WORK INSTRUCTION:
Present the data once more in exactly its original form.

EXERCISE MATERIAL:
use super::command_id;
use crate::{DeviceInfo, Frame, InvalidLength, InvalidMessage, InvalidStatus, UnknownReport};

/// The status byte of a successful response.
pub const STATUS_OK: u8 = 0x01;

/// The decoded length of the smallest valid response.
const MIN_LEN: usize = 8;

/// A response decoded from an LED board frame.
#[derive(Debug, Clone, Eq, PartialEq)]
pub enum Response {
	/// The board finished a reset and is ready for commands.
	Ready,

	/// The device information.
	Info(DeviceInfo),

	/// The board acknowledged pixel data.
	PixelAck,

	/// The board acknowledged another command.
	Ack {
		/// The command that was acknowledged.
		command: u8,

		/// The report byte.
		report: u8,

		/// Any data following the report byte.
		data: Vec<u8>,
	},
}

/// The header fields of a response frame.
#[derive(Debug, Copy, Clone, Eq, PartialEq)]
pub struct ResponseHeader {
	/// The destination address (the host).
	pub destination: u8,

	/// The source address (the board).
	pub source: u8,

	/// The status byte.
	pub status: u8,

	/// The command the response belongs to.
	pub command: u8,

	/// The report byte.
	pub report: u8,
}

impl ResponseHeader {
	/// Read the header of a response frame: `[SYNC, destination, source, len, status, command, report, data..., checksum]`.
	pub fn parse(frame: &Frame) -> Result<Self, InvalidLength> {
		let data = frame.as_bytes();
		InvalidLength::check(data.len(), MIN_LEN)?;
		Ok(Self {
			destination: data[1],
			source: data[2],
			status: data[4],
			command: data[5],
			report: data[6],
		})
	}
}

impl Response {
	/// Decode a response from a frame.
	///
	/// The addresses are not checked here.
	/// A status other than [`STATUS_OK`] is reported as an [`InvalidStatus`] error.
	pub fn decode(frame: &Frame) -> Result<Self, InvalidMessage> {
		let header = ResponseHeader::parse(frame)?;
		InvalidStatus::check(header.status, STATUS_OK)?;
		let bytes = frame.as_bytes();
		let data = &bytes[7..bytes.len() - 1];

		match header.command {
			command_id::RESET => Ok(Self::Ready),
			command_id::GET_INFO => Ok(Self::Info(DeviceInfo::parse(data)?)),
			command_id::SET_PIXEL_DATA => Ok(Self::PixelAck),
			command_id::SET_TIMEOUT | command_id::SET_RESPONSE | command_id::SET_PIXEL_COUNT | command_id::GET_STATUS => {
				Ok(Self::Ack {
					command: header.command,
					report: header.report,
					data: data.to_vec(),
				})
			},
			report => Err(UnknownReport { report }.into()),
		}
	}

	/// The command ID of the request the response belongs to.
	pub fn command_id(&self) -> u8 {
		match self {
			Self::Ready => command_id::RESET,
			Self::Info(_) => command_id::GET_INFO,
			Self::PixelAck => command_id::SET_PIXEL_DATA,
			Self::Ack { command, .. } => *command,
		}
	}
}

#[cfg(test)]
mod test {
	use super::*;
	use crate::framing::{decode, encode};
	use crate::led::FORMAT;
	use assert2::{assert, let_assert};

	fn frame(body: &[u8]) -> Frame {
		let_assert!(Some(frame) = decode(&FORMAT, &encode(&FORMAT, body)));
		frame
	}

	#[test]
	fn test_decode_ready() {
		let frame = frame(&[0x01, 0x02, 0x03, 0x01, 0x10, 0x01]);
		let_assert!(Ok(header) = ResponseHeader::parse(&frame));
		assert!(header.destination == 0x01);
		assert!(header.source == 0x02);
		assert!(let Ok(Response::Ready) = Response::decode(&frame));
	}

	#[test]
	fn test_decode_bad_status() {
		let_assert!(Err(InvalidMessage::InvalidStatus(e)) = Response::decode(&frame(&[0x01, 0x02, 0x03, 0x02, 0x10, 0x01])));
		assert!(e.status == 0x02);
	}

	#[test]
	fn test_decode_info() {
		let mut body = vec![0x01, 0x02, 0x15, 0x01, 0xF0, 0x01];
		body.extend_from_slice(b"15093-06\x0A6710 \xFF\x00\x00\x00");
		let_assert!(Ok(Response::Info(info)) = Response::decode(&frame(&body)));
		assert!(info.model == "15093-06");
		assert!(info.class == 0x0A);
		assert!(info.chip == "6710");
		assert!(info.firmware_version == 0xFF);
	}

	#[test]
	fn test_decode_ack() {
		let_assert!(Ok(response) = Response::decode(&frame(&[0x01, 0x02, 0x04, 0x01, 0x14, 0x01, 0x00])));
		assert!(response == Response::Ack { command: 0x14, report: 0x01, data: vec![0x00] });
		let_assert!(Ok(Response::PixelAck) = Response::decode(&frame(&[0x01, 0x02, 0x03, 0x01, 0x82, 0x01])));
	}

	#[test]
	fn test_frame_escapes_in_header() {
		// Both addresses collide with SYNC and ESCAPE.
		let body = [0xE0, 0xD0, 0x03, 0xE0, 0xD0, 0x10];
		let encoded = encode(&FORMAT, &body);
		assert!(encoded == [0xE0, 0xD0, 0xDF, 0xD0, 0xCF, 0x03, 0xD0, 0xDF, 0xD0, 0xCF, 0x10, 0x73]);
		let_assert!(Some(frame) = decode(&FORMAT, &encoded));
		assert!(frame.body() == body);
		assert!(let Ok(()) = frame.verify(&FORMAT));
		let_assert!(Ok(header) = ResponseHeader::parse(&frame));
		assert!(header.destination == 0xE0);
		assert!(header.source == 0xD0);
		assert!(header.report == 0x10);
	}

	#[test]
	fn test_frame_escapes_in_length_and_data() {
		for len in [0xE0u8, 0xD0] {
			let mut body = vec![0x01, 0x02, len, STATUS_OK, command_id::GET_STATUS, 0x01];
			let data: Vec<u8> = (0..usize::from(len) - 3).map(|i| if i % 2 == 0 { 0xE0 } else { 0xD0 }).collect();
			body.extend_from_slice(&data);

			let encoded = encode(&FORMAT, &body);
			let_assert!(Some(frame) = decode(&FORMAT, &encoded));
			assert!(frame.body() == body);
			assert!(frame.len() == usize::from(len) + 5);
			assert!(let Ok(()) = frame.verify(&FORMAT));
			let_assert!(Ok(response) = Response::decode(&frame));
			assert!(response == Response::Ack { command: command_id::GET_STATUS, report: 0x01, data });
		}
	}

	#[test]
	fn test_decode_short_and_unknown() {
		let_assert!(Err(InvalidMessage::InvalidLength(_)) = Response::decode(&frame(&[0x01, 0x02, 0x01, 0x01])));
		let_assert!(Err(InvalidMessage::UnknownReport(e)) = Response::decode(&frame(&[0x01, 0x02, 0x03, 0x01, 0x42, 0x01])));
		assert!(e.report == 0x42);
	}
}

RESPONSE TO THE TASK:
use super::command_id;
use crate::{DeviceInfo, Frame, InvalidLength, InvalidMessage, InvalidStatus, UnknownReport};

/// The status byte of a successful response.
pub const STATUS_OK: u8 = 0x01;

/// The decoded length of the smallest valid response.
const MIN_LEN: usize = 8;

/// A response decoded from an LED board frame.
#[derive(Debug, Clone, Eq, PartialEq)]
pub enum Response {
	/// The board finished a reset and is ready for commands.
	Ready,

	/// The device information.
	Info(DeviceInfo),

	/// The board acknowledged pixel data.
	PixelAck,

	/// The board acknowledged another command.
	Ack {
		/// The command that was acknowledged.
		command: u8,

		/// The report byte.
		report: u8,

		/// Any data following the report byte.
		data: Vec<u8>,
	},
}

/// The header fields of a response frame.
#[derive(Debug, Copy, Clone, Eq, PartialEq)]
pub struct ResponseHeader {
	/// The destination address (the host).
	pub destination: u8,

	/// The source address (the board).
	pub source: u8,

	/// The status byte.
	pub status: u8,

	/// The command the response belongs to.
	pub command: u8,

	/// The report byte.
	pub report: u8,
}

impl ResponseHeader {
	/// Read the header of a response frame: `[SYNC, destination, source, len, status, command, report, data..., checksum]`.
	pub fn parse(frame: &Frame) -> Result<Self, InvalidLength> {
		let data = frame.as_bytes();
		InvalidLength::check(data.len(), MIN_LEN)?;
		Ok(Self {
			destination: data[1],
			source: data[2],
			status: data[4],
			command: data[5],
			report: data[6],
		})
	}
}

impl Response {
	/// Decode a response from a frame.
	///
	/// The addresses are not checked here.
	/// A status other than [`STATUS_OK`] is reported as an [`InvalidStatus`] error.
	pub fn decode(frame: &Frame) -> Result<Self, InvalidMessage> {
		let header = ResponseHeader::parse(frame)?;
		InvalidStatus::check(header.status, STATUS_OK)?;
		let bytes = frame.as_bytes();
		let data = &bytes[7..bytes.len() - 1];

		match header.command {
			command_id::RESET => Ok(Self::Ready),
			command_id::GET_INFO => Ok(Self::Info(DeviceInfo::parse(data)?)),
			command_id::SET_PIXEL_DATA => Ok(Self::PixelAck),
			command_id::SET_TIMEOUT | command_id::SET_RESPONSE | command_id::SET_PIXEL_COUNT | command_id::GET_STATUS => {
				Ok(Self::Ack {
					command: header.command,
					report: header.report,
					data: data.to_vec(),
				})
			},
			report => Err(UnknownReport { report }.into()),
		}
	}

	/// The command ID of the request the response belongs to.
	pub fn command_id(&self) -> u8 {
		match self {
			Self::Ready => command_id::RESET,
			Self::Info(_) => command_id::GET_INFO,
			Self::PixelAck => command_id::SET_PIXEL_DATA,
			Self::Ack { command, .. } => *command,
		}
	}
}

#[cfg(test)]
mod test {
	use super::*;
	use crate::framing::{decode, encode};
	use crate::led::FORMAT;
	use assert2::{assert, let_assert};

	fn frame(body: &[u8]) -> Frame {
		let_assert!(Some(frame) = decode(&FORMAT, &encode(&FORMAT, body)));
		frame
	}

	#[test]
	fn test_decode_ready() {
		let frame = frame(&[0x01, 0x02, 0x03, 0x01, 0x10, 0x01]);
		let_assert!(Ok(header) = ResponseHeader::parse(&frame));
		assert!(header.destination == 0x01);
		assert!(header.source == 0x02);
		assert!(let Ok(Response::Ready) = Response::decode(&frame));
	}

	#[test]
	fn test_decode_bad_status() {
		let_assert!(Err(InvalidMessage::InvalidStatus(e)) = Response::decode(&frame(&[0x01, 0x02, 0x03, 0x02, 0x10, 0x01])));
		assert!(e.status == 0x02);
	}

	#[test]
	fn test_decode_info() {
		let mut body = vec![0x01, 0x02, 0x15, 0x01, 0xF0, 0x01];
		body.extend_from_slice(b"15093-06\x0A6710 \xFF\x00\x00\x00");
		let_assert!(Ok(Response::Info(info)) = Response::decode(&frame(&body)));
		assert!(info.model == "15093-06");
		assert!(info.class == 0x0A);
		assert!(info.chip == "6710");
		assert!(info.firmware_version == 0xFF);
	}

	#[test]
	fn test_decode_ack() {
		let_assert!(Ok(response) = Response::decode(&frame(&[0x01, 0x02, 0x04, 0x01, 0x14, 0x01, 0x00])));
		assert!(response == Response::Ack { command: 0x14, report: 0x01, data: vec![0x00] });
		let_assert!(Ok(Response::PixelAck) = Response::decode(&frame(&[0x01, 0x02, 0x03, 0x01, 0x82, 0x01])));
	}

	#[test]
	fn test_frame_escapes_in_header() {
		// Both addresses collide with SYNC and ESCAPE.
		let body = [0xE0, 0xD0, 0x03, 0xE0, 0xD0, 0x10];
		let encoded = encode(&FORMAT, &body);
		assert!(encoded == [0xE0, 0xD0, 0xDF, 0xD0, 0xCF, 0x03, 0xD0, 0xDF, 0xD0, 0xCF, 0x10, 0x73]);
		let_assert!(Some(frame) = decode(&FORMAT, &encoded));
		assert!(frame.body() == body);
		assert!(let Ok(()) = frame.verify(&FORMAT));
		let_assert!(Ok(header) = ResponseHeader::parse(&frame));
		assert!(header.destination == 0xE0);
		assert!(header.source == 0xD0);
		assert!(header.report == 0x10);
	}

	#[test]
	fn test_frame_escapes_in_length_and_data() {
		for len in [0xE0u8, 0xD0] {
			let mut body = vec![0x01, 0x02, len, STATUS_OK, command_id::GET_STATUS, 0x01];
			let data: Vec<u8> = (0..usize::from(len) - 3).map(|i| if i % 2 == 0 { 0xE0 } else { 0xD0 }).collect();
			body.extend_from_slice(&data);

			let encoded = encode(&FORMAT, &body);
			let_assert!(Some(frame) = decode(&FORMAT, &encoded));
			assert!(frame.body() == body);
			assert!(frame.len() == usize::from(len) + 5);
			assert!(let Ok(()) = frame.verify(&FORMAT));
			let_assert!(Ok(response) = Response::decode(&frame));
			assert!(response == Response::Ack { command: command_id::GET_STATUS, report: 0x01, data });
		}
	}

	#[test]
	fn test_decode_short_and_unknown() {
		let_assert!(Err(InvalidMessage::InvalidLength(_)) = Response::decode(&frame(&[0x01, 0x02, 0x01, 0x01])));
		let_assert!(Err(InvalidMessage::UnknownReport(e)) = Response::decode(&frame(&[0x01, 0x02, 0x03, 0x01, 0x42, 0x01])));
		assert!(e.report == 0x42);
	}
}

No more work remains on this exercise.